- [About this exercise] Those lines of the data that hold the word "SubmitMechanism" are to be copied out.

##############################

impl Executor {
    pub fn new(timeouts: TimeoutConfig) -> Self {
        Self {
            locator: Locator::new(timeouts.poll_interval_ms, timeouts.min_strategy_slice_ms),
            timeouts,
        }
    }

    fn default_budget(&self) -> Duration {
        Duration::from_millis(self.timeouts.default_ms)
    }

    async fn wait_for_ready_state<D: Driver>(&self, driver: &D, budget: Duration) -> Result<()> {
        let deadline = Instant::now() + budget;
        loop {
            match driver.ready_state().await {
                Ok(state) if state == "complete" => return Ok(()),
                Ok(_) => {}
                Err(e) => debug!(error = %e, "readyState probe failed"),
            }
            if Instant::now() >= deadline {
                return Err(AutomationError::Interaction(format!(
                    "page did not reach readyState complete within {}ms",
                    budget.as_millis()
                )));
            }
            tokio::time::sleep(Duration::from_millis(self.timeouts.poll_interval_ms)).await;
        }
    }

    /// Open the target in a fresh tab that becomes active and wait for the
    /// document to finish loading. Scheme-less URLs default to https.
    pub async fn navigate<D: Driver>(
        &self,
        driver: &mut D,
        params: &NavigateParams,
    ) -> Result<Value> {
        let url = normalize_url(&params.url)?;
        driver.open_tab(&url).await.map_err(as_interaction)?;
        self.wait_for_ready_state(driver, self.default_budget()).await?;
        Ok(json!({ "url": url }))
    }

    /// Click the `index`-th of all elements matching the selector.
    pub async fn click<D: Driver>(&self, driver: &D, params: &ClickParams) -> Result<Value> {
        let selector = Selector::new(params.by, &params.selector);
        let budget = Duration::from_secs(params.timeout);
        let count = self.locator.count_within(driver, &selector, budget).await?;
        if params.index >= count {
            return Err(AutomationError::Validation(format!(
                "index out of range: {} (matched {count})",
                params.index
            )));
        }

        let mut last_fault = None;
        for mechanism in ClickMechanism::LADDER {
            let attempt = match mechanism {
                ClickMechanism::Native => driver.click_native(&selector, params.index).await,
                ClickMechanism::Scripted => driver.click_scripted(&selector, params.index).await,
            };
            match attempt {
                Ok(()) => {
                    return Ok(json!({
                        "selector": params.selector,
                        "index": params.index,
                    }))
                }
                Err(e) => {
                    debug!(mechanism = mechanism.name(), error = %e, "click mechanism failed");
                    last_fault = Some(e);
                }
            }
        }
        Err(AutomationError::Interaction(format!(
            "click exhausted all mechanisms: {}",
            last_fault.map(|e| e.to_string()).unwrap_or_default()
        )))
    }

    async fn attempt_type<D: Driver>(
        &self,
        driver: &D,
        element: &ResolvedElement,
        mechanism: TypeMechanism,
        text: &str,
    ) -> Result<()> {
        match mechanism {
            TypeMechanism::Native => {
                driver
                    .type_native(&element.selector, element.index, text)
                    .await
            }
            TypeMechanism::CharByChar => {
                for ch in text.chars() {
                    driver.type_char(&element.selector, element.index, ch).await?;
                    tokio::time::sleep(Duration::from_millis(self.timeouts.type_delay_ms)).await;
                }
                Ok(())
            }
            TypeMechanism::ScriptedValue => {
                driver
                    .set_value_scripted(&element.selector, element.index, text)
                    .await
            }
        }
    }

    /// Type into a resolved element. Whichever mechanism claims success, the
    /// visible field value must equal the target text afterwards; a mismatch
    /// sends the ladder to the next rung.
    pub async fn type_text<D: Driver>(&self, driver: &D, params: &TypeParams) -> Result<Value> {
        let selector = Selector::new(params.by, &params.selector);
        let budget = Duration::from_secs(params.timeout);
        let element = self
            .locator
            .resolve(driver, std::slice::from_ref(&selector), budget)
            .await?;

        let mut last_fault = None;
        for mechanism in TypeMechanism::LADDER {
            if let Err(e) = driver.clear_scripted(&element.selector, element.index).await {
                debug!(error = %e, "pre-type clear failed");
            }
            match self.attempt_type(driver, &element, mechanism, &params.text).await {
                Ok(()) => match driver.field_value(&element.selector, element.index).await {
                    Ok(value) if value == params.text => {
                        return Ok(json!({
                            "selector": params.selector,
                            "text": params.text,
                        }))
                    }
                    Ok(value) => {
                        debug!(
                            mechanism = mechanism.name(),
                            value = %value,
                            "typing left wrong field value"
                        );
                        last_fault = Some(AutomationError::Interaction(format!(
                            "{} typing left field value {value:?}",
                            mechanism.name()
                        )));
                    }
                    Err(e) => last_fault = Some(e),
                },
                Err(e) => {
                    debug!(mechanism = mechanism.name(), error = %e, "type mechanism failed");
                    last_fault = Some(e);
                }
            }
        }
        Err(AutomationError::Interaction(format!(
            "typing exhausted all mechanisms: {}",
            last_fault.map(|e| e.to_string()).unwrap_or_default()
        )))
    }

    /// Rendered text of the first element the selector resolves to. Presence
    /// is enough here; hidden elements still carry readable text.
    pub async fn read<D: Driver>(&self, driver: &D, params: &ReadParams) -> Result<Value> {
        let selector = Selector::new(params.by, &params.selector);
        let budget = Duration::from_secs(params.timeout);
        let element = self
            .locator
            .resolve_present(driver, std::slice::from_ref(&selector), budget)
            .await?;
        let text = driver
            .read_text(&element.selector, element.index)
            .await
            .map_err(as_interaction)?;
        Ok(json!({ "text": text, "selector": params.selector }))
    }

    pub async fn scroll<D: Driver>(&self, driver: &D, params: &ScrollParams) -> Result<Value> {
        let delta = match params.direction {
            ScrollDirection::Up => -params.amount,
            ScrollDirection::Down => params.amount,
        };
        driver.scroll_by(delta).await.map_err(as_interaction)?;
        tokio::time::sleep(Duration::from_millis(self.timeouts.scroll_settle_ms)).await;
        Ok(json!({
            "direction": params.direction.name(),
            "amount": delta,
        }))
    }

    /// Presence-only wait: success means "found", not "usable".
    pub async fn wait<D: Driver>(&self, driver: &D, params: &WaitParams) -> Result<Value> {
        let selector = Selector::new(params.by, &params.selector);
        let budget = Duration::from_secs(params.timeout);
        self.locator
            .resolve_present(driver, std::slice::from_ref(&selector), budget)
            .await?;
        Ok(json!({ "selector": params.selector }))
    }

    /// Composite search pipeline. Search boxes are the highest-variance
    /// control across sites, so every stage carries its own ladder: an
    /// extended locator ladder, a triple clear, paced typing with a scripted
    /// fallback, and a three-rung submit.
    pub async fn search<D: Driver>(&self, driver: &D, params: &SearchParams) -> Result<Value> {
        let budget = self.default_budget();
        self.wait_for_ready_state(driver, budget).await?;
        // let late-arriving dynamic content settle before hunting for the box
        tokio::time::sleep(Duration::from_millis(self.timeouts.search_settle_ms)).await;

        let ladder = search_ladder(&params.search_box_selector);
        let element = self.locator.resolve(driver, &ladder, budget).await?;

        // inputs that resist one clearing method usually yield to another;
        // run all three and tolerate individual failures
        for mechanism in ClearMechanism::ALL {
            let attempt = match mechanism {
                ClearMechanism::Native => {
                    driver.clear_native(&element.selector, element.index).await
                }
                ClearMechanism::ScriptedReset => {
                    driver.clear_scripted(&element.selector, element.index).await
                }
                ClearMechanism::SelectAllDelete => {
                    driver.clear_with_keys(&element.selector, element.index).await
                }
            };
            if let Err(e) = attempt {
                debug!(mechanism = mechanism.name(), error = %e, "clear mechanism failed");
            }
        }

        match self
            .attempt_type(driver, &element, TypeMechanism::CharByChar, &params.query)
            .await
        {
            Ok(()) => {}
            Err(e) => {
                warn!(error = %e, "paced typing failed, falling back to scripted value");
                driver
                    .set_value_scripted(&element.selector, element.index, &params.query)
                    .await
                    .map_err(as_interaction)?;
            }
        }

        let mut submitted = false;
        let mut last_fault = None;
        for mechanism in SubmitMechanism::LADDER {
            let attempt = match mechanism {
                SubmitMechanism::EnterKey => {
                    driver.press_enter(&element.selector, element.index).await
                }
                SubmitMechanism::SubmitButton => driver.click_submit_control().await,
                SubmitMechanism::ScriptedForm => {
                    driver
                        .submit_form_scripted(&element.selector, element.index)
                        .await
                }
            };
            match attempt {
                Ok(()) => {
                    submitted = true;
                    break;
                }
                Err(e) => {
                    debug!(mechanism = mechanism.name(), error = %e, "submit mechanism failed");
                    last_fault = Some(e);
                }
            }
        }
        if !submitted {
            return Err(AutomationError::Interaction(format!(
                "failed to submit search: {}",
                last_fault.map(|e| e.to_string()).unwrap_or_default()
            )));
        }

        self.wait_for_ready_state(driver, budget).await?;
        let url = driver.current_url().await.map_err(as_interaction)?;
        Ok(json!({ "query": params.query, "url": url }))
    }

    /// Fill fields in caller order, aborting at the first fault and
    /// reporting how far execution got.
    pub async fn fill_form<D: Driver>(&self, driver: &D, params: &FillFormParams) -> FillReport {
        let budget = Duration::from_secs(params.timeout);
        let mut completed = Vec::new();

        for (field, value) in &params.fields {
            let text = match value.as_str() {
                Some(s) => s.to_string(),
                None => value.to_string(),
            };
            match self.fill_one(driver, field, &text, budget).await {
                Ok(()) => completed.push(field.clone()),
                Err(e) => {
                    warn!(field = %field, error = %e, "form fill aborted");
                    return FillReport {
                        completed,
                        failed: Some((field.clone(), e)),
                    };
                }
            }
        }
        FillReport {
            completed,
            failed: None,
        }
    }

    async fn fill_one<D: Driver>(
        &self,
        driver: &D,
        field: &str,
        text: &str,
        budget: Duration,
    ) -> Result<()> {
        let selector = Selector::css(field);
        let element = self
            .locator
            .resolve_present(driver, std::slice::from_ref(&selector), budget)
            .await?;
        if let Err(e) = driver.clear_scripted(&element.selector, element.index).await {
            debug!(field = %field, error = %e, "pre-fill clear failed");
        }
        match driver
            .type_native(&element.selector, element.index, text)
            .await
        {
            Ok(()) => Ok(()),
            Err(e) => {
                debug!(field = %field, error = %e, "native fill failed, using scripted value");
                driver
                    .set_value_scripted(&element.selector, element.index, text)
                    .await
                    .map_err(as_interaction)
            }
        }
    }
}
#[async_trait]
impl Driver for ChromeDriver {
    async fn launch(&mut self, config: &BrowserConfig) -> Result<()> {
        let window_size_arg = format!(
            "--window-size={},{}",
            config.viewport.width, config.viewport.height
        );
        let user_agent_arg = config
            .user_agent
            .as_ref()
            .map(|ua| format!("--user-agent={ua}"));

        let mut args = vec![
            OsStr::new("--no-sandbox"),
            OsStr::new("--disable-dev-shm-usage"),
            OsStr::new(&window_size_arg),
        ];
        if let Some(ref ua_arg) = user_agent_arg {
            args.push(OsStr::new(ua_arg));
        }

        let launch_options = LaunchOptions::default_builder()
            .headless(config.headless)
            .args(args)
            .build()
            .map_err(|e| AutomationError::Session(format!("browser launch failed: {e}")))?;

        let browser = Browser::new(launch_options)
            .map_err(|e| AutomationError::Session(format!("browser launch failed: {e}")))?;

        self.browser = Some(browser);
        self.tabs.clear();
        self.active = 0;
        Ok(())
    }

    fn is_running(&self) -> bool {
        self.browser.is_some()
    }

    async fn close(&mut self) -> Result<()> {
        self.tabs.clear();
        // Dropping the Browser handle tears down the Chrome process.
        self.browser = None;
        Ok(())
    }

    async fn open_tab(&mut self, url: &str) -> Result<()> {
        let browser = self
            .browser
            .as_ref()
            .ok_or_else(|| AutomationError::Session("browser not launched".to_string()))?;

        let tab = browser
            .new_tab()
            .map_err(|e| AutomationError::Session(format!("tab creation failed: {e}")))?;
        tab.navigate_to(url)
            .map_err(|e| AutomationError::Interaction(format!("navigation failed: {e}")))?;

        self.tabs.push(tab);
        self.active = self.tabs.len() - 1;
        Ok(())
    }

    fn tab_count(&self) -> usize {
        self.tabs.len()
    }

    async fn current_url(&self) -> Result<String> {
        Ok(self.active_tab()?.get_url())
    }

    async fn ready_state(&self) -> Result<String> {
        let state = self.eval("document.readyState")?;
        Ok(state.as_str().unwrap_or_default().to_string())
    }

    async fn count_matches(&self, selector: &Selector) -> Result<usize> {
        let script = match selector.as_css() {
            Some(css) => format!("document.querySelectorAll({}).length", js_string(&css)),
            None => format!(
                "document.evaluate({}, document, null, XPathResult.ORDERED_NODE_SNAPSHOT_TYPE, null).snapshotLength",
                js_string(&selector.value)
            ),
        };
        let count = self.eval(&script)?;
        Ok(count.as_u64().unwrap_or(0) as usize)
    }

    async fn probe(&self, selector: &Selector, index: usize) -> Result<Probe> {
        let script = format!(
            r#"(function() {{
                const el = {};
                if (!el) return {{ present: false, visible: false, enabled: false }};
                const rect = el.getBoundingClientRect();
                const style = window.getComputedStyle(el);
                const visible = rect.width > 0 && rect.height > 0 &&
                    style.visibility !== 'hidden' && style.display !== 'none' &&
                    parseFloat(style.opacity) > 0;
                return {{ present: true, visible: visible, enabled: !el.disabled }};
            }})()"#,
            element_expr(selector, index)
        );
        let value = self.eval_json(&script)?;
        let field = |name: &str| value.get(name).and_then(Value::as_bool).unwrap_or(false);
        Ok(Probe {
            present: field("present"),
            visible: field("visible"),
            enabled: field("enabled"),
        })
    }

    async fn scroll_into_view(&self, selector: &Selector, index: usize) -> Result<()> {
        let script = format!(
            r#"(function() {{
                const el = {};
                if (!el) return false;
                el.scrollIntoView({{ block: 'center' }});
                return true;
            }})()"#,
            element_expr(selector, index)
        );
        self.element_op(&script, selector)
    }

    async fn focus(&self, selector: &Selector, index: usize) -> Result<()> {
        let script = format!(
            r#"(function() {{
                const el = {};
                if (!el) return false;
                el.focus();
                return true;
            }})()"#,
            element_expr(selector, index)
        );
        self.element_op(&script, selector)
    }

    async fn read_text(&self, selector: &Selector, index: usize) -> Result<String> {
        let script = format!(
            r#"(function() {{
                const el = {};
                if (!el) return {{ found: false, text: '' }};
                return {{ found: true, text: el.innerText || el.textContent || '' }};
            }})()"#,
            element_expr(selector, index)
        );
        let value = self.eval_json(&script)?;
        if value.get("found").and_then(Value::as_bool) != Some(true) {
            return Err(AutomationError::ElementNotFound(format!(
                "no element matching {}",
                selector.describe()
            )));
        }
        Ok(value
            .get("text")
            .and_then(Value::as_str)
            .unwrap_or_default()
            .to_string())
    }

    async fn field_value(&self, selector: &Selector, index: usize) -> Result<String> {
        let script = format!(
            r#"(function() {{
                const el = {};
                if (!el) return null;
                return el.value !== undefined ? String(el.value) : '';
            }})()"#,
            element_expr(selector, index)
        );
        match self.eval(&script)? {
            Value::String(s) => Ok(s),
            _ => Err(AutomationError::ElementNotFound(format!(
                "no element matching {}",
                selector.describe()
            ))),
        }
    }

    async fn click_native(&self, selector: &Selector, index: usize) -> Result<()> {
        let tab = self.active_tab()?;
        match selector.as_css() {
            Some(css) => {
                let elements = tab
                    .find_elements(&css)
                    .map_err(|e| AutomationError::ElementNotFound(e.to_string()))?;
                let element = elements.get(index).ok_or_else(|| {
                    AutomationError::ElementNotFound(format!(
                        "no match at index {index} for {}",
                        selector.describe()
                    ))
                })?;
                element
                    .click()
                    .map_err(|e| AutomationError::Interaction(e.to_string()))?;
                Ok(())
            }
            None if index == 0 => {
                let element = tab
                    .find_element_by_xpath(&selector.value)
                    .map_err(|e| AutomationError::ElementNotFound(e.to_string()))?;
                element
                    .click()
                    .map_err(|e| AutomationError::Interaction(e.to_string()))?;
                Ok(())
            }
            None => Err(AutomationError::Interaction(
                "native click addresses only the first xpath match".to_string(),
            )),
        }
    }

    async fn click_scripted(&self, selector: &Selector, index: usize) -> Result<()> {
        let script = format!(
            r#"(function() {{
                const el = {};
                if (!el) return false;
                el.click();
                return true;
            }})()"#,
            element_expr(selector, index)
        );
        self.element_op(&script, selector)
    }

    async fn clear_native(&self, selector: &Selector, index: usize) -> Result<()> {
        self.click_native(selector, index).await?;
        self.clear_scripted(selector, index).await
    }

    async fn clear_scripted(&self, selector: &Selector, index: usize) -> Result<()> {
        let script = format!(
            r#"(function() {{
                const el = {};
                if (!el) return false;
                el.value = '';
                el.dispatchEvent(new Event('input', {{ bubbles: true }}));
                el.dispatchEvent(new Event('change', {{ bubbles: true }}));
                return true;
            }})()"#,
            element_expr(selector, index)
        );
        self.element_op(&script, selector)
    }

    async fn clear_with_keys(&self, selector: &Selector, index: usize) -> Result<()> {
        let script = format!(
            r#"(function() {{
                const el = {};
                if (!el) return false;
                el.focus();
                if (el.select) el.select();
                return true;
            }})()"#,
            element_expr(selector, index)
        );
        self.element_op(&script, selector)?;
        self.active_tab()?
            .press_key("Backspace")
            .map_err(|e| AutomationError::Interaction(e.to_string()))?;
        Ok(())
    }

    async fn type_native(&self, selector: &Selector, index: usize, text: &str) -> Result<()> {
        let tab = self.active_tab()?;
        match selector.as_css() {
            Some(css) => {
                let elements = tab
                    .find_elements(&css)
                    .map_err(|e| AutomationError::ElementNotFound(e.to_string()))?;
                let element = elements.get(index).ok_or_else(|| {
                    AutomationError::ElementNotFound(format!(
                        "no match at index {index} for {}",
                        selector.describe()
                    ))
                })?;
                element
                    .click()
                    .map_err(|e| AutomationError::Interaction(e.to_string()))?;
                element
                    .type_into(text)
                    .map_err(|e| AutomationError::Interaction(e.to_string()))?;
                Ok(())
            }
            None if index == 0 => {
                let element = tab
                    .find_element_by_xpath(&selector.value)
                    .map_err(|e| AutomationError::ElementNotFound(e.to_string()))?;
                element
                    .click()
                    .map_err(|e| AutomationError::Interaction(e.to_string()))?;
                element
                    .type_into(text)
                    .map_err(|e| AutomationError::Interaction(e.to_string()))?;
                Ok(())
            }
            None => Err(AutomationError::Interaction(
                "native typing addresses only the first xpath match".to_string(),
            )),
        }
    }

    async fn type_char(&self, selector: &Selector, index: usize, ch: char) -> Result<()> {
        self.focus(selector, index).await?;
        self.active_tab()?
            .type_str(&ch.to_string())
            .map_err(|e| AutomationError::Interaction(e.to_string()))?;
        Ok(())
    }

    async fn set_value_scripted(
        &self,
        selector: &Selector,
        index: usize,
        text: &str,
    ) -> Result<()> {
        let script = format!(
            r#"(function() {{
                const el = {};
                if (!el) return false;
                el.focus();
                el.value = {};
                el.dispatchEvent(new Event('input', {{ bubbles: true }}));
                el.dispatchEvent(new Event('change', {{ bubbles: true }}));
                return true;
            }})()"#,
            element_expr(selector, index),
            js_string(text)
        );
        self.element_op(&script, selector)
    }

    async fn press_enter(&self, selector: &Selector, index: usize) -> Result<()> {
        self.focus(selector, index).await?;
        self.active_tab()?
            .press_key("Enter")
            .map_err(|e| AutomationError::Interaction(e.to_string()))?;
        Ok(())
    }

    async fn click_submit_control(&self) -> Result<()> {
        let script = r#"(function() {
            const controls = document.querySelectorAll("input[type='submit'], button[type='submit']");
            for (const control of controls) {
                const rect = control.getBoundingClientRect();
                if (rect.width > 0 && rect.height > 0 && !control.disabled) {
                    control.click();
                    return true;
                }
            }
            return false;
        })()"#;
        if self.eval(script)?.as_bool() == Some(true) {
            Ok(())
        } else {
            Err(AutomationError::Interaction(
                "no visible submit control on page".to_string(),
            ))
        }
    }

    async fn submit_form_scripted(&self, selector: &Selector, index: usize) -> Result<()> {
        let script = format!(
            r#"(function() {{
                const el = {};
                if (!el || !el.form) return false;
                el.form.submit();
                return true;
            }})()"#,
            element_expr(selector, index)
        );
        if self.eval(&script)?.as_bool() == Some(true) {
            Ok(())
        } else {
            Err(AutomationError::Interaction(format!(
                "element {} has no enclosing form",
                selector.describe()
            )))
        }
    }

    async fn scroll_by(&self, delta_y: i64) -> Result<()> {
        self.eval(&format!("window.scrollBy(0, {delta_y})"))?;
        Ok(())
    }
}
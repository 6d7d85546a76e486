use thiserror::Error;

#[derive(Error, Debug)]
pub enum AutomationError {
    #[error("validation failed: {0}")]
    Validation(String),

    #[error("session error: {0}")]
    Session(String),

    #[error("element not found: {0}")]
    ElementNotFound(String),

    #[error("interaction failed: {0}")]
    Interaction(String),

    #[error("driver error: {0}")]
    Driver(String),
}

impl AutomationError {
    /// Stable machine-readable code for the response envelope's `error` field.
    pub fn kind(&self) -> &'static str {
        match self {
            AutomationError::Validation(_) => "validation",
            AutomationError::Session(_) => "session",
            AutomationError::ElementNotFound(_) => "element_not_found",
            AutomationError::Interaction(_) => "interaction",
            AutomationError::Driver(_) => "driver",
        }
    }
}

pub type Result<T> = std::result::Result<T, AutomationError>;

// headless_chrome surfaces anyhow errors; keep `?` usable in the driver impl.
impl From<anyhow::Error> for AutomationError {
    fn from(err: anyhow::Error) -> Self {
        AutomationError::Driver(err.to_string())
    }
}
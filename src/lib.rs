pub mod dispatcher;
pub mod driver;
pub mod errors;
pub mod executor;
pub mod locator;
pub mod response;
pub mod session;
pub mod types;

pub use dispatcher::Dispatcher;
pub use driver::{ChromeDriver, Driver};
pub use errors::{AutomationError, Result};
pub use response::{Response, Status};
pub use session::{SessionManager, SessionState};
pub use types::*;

##############################

- [Response to this exercise]
        for mechanism in SubmitMechanism::LADDER {
                SubmitMechanism::EnterKey => {
                SubmitMechanism::SubmitButton => driver.click_submit_control().await,
                SubmitMechanism::ScriptedForm => {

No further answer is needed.